_Task objective_
In the entries below, the lines from the one with "pub(crate) const fn response_timeout()" through the one with "pub(crate) const fn address_out_of_range()" are to be copied exactly; both ends count.

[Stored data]
%%

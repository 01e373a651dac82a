//! Error types for KNX tunneling operations.
//!
//! Every fallible operation in the crate returns [`KnxError`]. Errors are
//! grouped by category; each category wraps a small struct holding a private
//! kind, and callers branch on the `is_*` predicates rather than the kinds.

use core::fmt;

/// Result type alias for KNX operations.
pub type Result<T> = core::result::Result<T, KnxError>;

// =============================================================================
// Error Kind Enums (Internal)
// =============================================================================

/// Protocol error variants (internal)
#[derive(Debug, Clone, Copy, PartialEq, Eq)]
pub(crate) enum ProtocolErrorKind {
    InvalidFrame,
    UnsupportedVersion,
    BufferTooSmall,
}

/// Connection error variants (internal)
#[derive(Debug, Clone, Copy, PartialEq, Eq)]
pub(crate) enum ConnectionErrorKind {
    ConnectTimeout,
    NoConnectionsAvailable,
    StaleConnection,
    NotConnected,
    ResponseTimeout,
}

/// Transport error variants (internal)
#[derive(Debug, Clone, Copy, PartialEq, Eq)]
pub(crate) enum TransportErrorKind {
    OpenFailed,
    SendFailed,
    ReceiveFailed,
    Closed,
    InvalidEndpoint,
}

/// Addressing error variants (internal)
#[derive(Debug, Clone, Copy, PartialEq, Eq)]
pub(crate) enum AddressingErrorKind {
    InvalidFormat,
    OutOfRange,
}

/// DPT error variants (internal)
#[derive(Debug, Clone, Copy, PartialEq, Eq)]
pub(crate) enum DptErrorKind {
    InvalidData,
    InvalidDataValue,
    UnsupportedType,
}

/// Configuration error variants (internal)
#[derive(Debug, Clone, Copy, PartialEq, Eq)]
pub(crate) enum ConfigErrorKind {
    MissingKey,
    InvalidValue,
}

// =============================================================================
// Main Error Type
// =============================================================================

/// KNX tunneling error types.
///
/// This is the main error type returned by all operations of the crate.
#[derive(Debug, Clone, PartialEq, Eq)]
pub enum KnxError {
    /// Datagram or CEMI frame could not be decoded or encoded
    Protocol(ProtocolError),
    /// Session level failures (connect, keepalive, requests)
    Connection(ConnectionError),
    /// Socket level failures
    Transport(TransportError),
    /// Malformed or out-of-range KNX addresses
    Addressing(AddressingError),
    /// Datapoint type encoding and decoding errors
    Dpt(DptError),
    /// Invalid or missing configuration values
    Config(ConfigError),
}

// =============================================================================
// Structured Error Types
// =============================================================================

/// Protocol error
#[derive(Debug, Clone, Copy, PartialEq, Eq)]
pub struct ProtocolError {
    kind: ProtocolErrorKind,
}

impl ProtocolError {
    /// Check if this is an invalid frame error
    pub fn is_invalid_frame(&self) -> bool {
        matches!(self.kind, ProtocolErrorKind::InvalidFrame)
    }

    /// Check if this is an unsupported version error
    pub fn is_unsupported_version(&self) -> bool {
        matches!(self.kind, ProtocolErrorKind::UnsupportedVersion)
    }

    /// Check if an output buffer was too small for the frame
    pub fn is_buffer_too_small(&self) -> bool {
        matches!(self.kind, ProtocolErrorKind::BufferTooSmall)
    }
}

/// Connection error
#[derive(Debug, Clone, Copy, PartialEq, Eq)]
pub struct ConnectionError {
    kind: ConnectionErrorKind,
}

impl ConnectionError {
    /// No connect response arrived in time
    pub fn is_connect_timeout(&self) -> bool {
        matches!(self.kind, ConnectionErrorKind::ConnectTimeout)
    }

    /// Gateway answered with channel 0 and status `E_NO_MORE_CONNECTIONS`
    pub fn is_no_connections_available(&self) -> bool {
        matches!(self.kind, ConnectionErrorKind::NoConnectionsAvailable)
    }

    /// Too many keepalive probes went unanswered
    pub fn is_stale_connection(&self) -> bool {
        matches!(self.kind, ConnectionErrorKind::StaleConnection)
    }

    /// Operation requires an established tunnel
    pub fn is_not_connected(&self) -> bool {
        matches!(self.kind, ConnectionErrorKind::NotConnected)
    }

    /// A request (alive probe, status read) was not answered in time
    pub fn is_response_timeout(&self) -> bool {
        matches!(self.kind, ConnectionErrorKind::ResponseTimeout)
    }
}

/// Transport error
#[derive(Debug, Clone, Copy, PartialEq, Eq)]
pub struct TransportError {
    kind: TransportErrorKind,
}

impl TransportError {
    /// Socket could not be created or bound
    pub fn is_open_failed(&self) -> bool {
        matches!(self.kind, TransportErrorKind::OpenFailed)
    }

    /// Datagram could not be handed to the socket
    pub fn is_send_failed(&self) -> bool {
        matches!(self.kind, TransportErrorKind::SendFailed)
    }

    /// Socket was closed while waiting for data
    pub fn is_closed(&self) -> bool {
        matches!(self.kind, TransportErrorKind::Closed)
    }

    /// Endpoint text or socket address is not IPv4
    pub fn is_invalid_endpoint(&self) -> bool {
        matches!(self.kind, TransportErrorKind::InvalidEndpoint)
    }
}

/// Addressing error
#[derive(Debug, Clone, Copy, PartialEq, Eq)]
pub struct AddressingError {
    kind: AddressingErrorKind,
}

impl AddressingError {
    /// Text does not follow `a.l.d`, `m/s` or `m/m/s` notation
    pub fn is_invalid_format(&self) -> bool {
        matches!(self.kind, AddressingErrorKind::InvalidFormat)
    }

    /// Check if address is out of range
    pub fn is_out_of_range(&self) -> bool {
        matches!(self.kind, AddressingErrorKind::OutOfRange)
    }
}

/// DPT error
#[derive(Debug, Clone, Copy, PartialEq, Eq)]
pub struct DptError {
    kind: DptErrorKind,
}

impl DptError {
    /// Payload too short or otherwise undecodable
    pub fn is_invalid_data(&self) -> bool {
        matches!(self.kind, DptErrorKind::InvalidData)
    }

    /// Value cannot be represented by the target datapoint type
    pub fn is_invalid_data_value(&self) -> bool {
        matches!(self.kind, DptErrorKind::InvalidDataValue)
    }

    /// Datapoint type identifier is not supported
    pub fn is_unsupported_type(&self) -> bool {
        matches!(self.kind, DptErrorKind::UnsupportedType)
    }
}

/// Configuration error
#[derive(Debug, Clone, Copy, PartialEq, Eq)]
pub struct ConfigError {
    kind: ConfigErrorKind,
    key: &'static str,
}

impl ConfigError {
    /// A required key was absent
    pub fn is_missing_key(&self) -> bool {
        matches!(self.kind, ConfigErrorKind::MissingKey)
    }

    /// A value could not be parsed
    pub fn is_invalid_value(&self) -> bool {
        matches!(self.kind, ConfigErrorKind::InvalidValue)
    }

    /// Name of the offending key
    pub fn key(&self) -> &'static str {
        self.key
    }
}

// =============================================================================
// Convenience Constructors for KnxError
// =============================================================================

impl KnxError {
    // Protocol errors
    #[inline]
    pub(crate) const fn invalid_frame() -> Self {
        Self::Protocol(ProtocolError { kind: ProtocolErrorKind::InvalidFrame })
    }

    #[inline]
    pub(crate) const fn unsupported_version() -> Self {
        Self::Protocol(ProtocolError { kind: ProtocolErrorKind::UnsupportedVersion })
    }

    #[inline]
    pub(crate) const fn buffer_too_small() -> Self {
        Self::Protocol(ProtocolError { kind: ProtocolErrorKind::BufferTooSmall })
    }

    // Connection errors
    pub(crate) const fn connect_timeout() -> Self {
        Self::Connection(ConnectionError { kind: ConnectionErrorKind::ConnectTimeout })
    }

    pub(crate) const fn no_connections_available() -> Self {
        Self::Connection(ConnectionError { kind: ConnectionErrorKind::NoConnectionsAvailable })
    }

    pub(crate) const fn stale_connection() -> Self {
        Self::Connection(ConnectionError { kind: ConnectionErrorKind::StaleConnection })
    }

    pub(crate) const fn not_connected() -> Self {
        Self::Connection(ConnectionError { kind: ConnectionErrorKind::NotConnected })
    }

    pub(crate) const fn response_timeout() -> Self {
        Self::Connection(ConnectionError { kind: ConnectionErrorKind::ResponseTimeout })
    }

    // Transport errors
    pub(crate) const fn transport_open_failed() -> Self {
        Self::Transport(TransportError { kind: TransportErrorKind::OpenFailed })
    }

    pub(crate) const fn send_failed() -> Self {
        Self::Transport(TransportError { kind: TransportErrorKind::SendFailed })
    }

    pub(crate) const fn receive_failed() -> Self {
        Self::Transport(TransportError { kind: TransportErrorKind::ReceiveFailed })
    }

    pub(crate) const fn transport_closed() -> Self {
        Self::Transport(TransportError { kind: TransportErrorKind::Closed })
    }

    pub(crate) const fn invalid_endpoint() -> Self {
        Self::Transport(TransportError { kind: TransportErrorKind::InvalidEndpoint })
    }

    // Addressing errors
    pub(crate) const fn invalid_address_format() -> Self {
        Self::Addressing(AddressingError { kind: AddressingErrorKind::InvalidFormat })
    }

    pub(crate) const fn address_out_of_range() -> Self {
        Self::Addressing(AddressingError { kind: AddressingErrorKind::OutOfRange })
    }

    // DPT errors
    pub(crate) const fn invalid_dpt_data() -> Self {
        Self::Dpt(DptError { kind: DptErrorKind::InvalidData })
    }

    pub(crate) const fn invalid_data_value() -> Self {
        Self::Dpt(DptError { kind: DptErrorKind::InvalidDataValue })
    }

    pub(crate) const fn unsupported_dpt() -> Self {
        Self::Dpt(DptError { kind: DptErrorKind::UnsupportedType })
    }

    // Configuration errors
    pub(crate) const fn missing_config_key(key: &'static str) -> Self {
        Self::Config(ConfigError { kind: ConfigErrorKind::MissingKey, key })
    }

    pub(crate) const fn invalid_config_value(key: &'static str) -> Self {
        Self::Config(ConfigError { kind: ConfigErrorKind::InvalidValue, key })
    }
}

// =============================================================================
// Category Predicates
// =============================================================================

impl KnxError {
    /// Malformed textual address (never retried)
    pub fn is_invalid_address_format(&self) -> bool {
        matches!(self, Self::Addressing(e) if e.is_invalid_format())
    }

    /// Value outside the representable range of the target DPT
    pub fn is_invalid_data_value(&self) -> bool {
        matches!(self, Self::Dpt(e) if e.is_invalid_data_value())
    }

    /// Socket could not be created or bound
    pub fn is_transport_open_failed(&self) -> bool {
        matches!(self, Self::Transport(e) if e.is_open_failed())
    }

    /// No connect response within the connect timeout
    pub fn is_connect_timeout(&self) -> bool {
        matches!(self, Self::Connection(e) if e.is_connect_timeout())
    }

    /// Gateway has no free tunneling channel
    pub fn is_no_connections_available(&self) -> bool {
        matches!(self, Self::Connection(e) if e.is_no_connections_available())
    }

    /// Keepalive gave up on the current channel
    pub fn is_stale_connection(&self) -> bool {
        matches!(self, Self::Connection(e) if e.is_stale_connection())
    }

    /// Operation needs an established tunnel
    pub fn is_not_connected(&self) -> bool {
        matches!(self, Self::Connection(e) if e.is_not_connected())
    }

    /// Request was not answered within its timeout
    pub fn is_response_timeout(&self) -> bool {
        matches!(self, Self::Connection(e) if e.is_response_timeout())
    }
}

// =============================================================================
// Display Implementation
// =============================================================================

impl fmt::Display for KnxError {
    fn fmt(&self, f: &mut fmt::Formatter<'_>) -> fmt::Result {
        match self {
            KnxError::Protocol(e) => write!(f, "Protocol error: {:?}", e.kind),
            KnxError::Connection(e) => write!(f, "Connection error: {:?}", e.kind),
            KnxError::Transport(e) => write!(f, "Transport error: {:?}", e.kind),
            KnxError::Addressing(e) => write!(f, "Addressing error: {:?}", e.kind),
            KnxError::Dpt(e) => write!(f, "DPT error: {:?}", e.kind),
            KnxError::Config(e) => write!(f, "Config error: {:?} ({})", e.kind, e.key),
        }
    }
}

impl std::error::Error for KnxError {}

#[cfg(test)]
mod tests {
    use super::*;

    #[test]
    fn test_taxonomy_predicates() {
        assert!(KnxError::invalid_address_format().is_invalid_address_format());
        assert!(KnxError::invalid_data_value().is_invalid_data_value());
        assert!(KnxError::transport_open_failed().is_transport_open_failed());
        assert!(KnxError::connect_timeout().is_connect_timeout());
        assert!(KnxError::no_connections_available().is_no_connections_available());
        assert!(KnxError::stale_connection().is_stale_connection());

        assert!(!KnxError::connect_timeout().is_no_connections_available());
        assert!(!KnxError::address_out_of_range().is_invalid_address_format());
    }

    #[test]
    fn test_display() {
        assert_eq!(
            KnxError::connect_timeout().to_string(),
            "Connection error: ConnectTimeout"
        );
        assert_eq!(
            KnxError::missing_config_key("KNX_GATEWAY_IP").to_string(),
            "Config error: MissingKey (KNX_GATEWAY_IP)"
        );
    }

    #[test]
    fn test_errors_compare_by_kind() {
        assert_eq!(KnxError::not_connected(), KnxError::not_connected());
        assert_ne!(KnxError::not_connected(), KnxError::response_timeout());
    }
}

%%

_Answer to the problem_
    pub(crate) const fn response_timeout() -> Self {
        Self::Connection(ConnectionError { kind: ConnectionErrorKind::ResponseTimeout })
    }

    // Transport errors
    pub(crate) const fn transport_open_failed() -> Self {
        Self::Transport(TransportError { kind: TransportErrorKind::OpenFailed })
    }

    pub(crate) const fn send_failed() -> Self {
        Self::Transport(TransportError { kind: TransportErrorKind::SendFailed })
    }

    pub(crate) const fn receive_failed() -> Self {
        Self::Transport(TransportError { kind: TransportErrorKind::ReceiveFailed })
    }

    pub(crate) const fn transport_closed() -> Self {
        Self::Transport(TransportError { kind: TransportErrorKind::Closed })
    }

    pub(crate) const fn invalid_endpoint() -> Self {
        Self::Transport(TransportError { kind: TransportErrorKind::InvalidEndpoint })
    }

    // Addressing errors
    pub(crate) const fn invalid_address_format() -> Self {
        Self::Addressing(AddressingError { kind: AddressingErrorKind::InvalidFormat })
    }

    pub(crate) const fn address_out_of_range() -> Self {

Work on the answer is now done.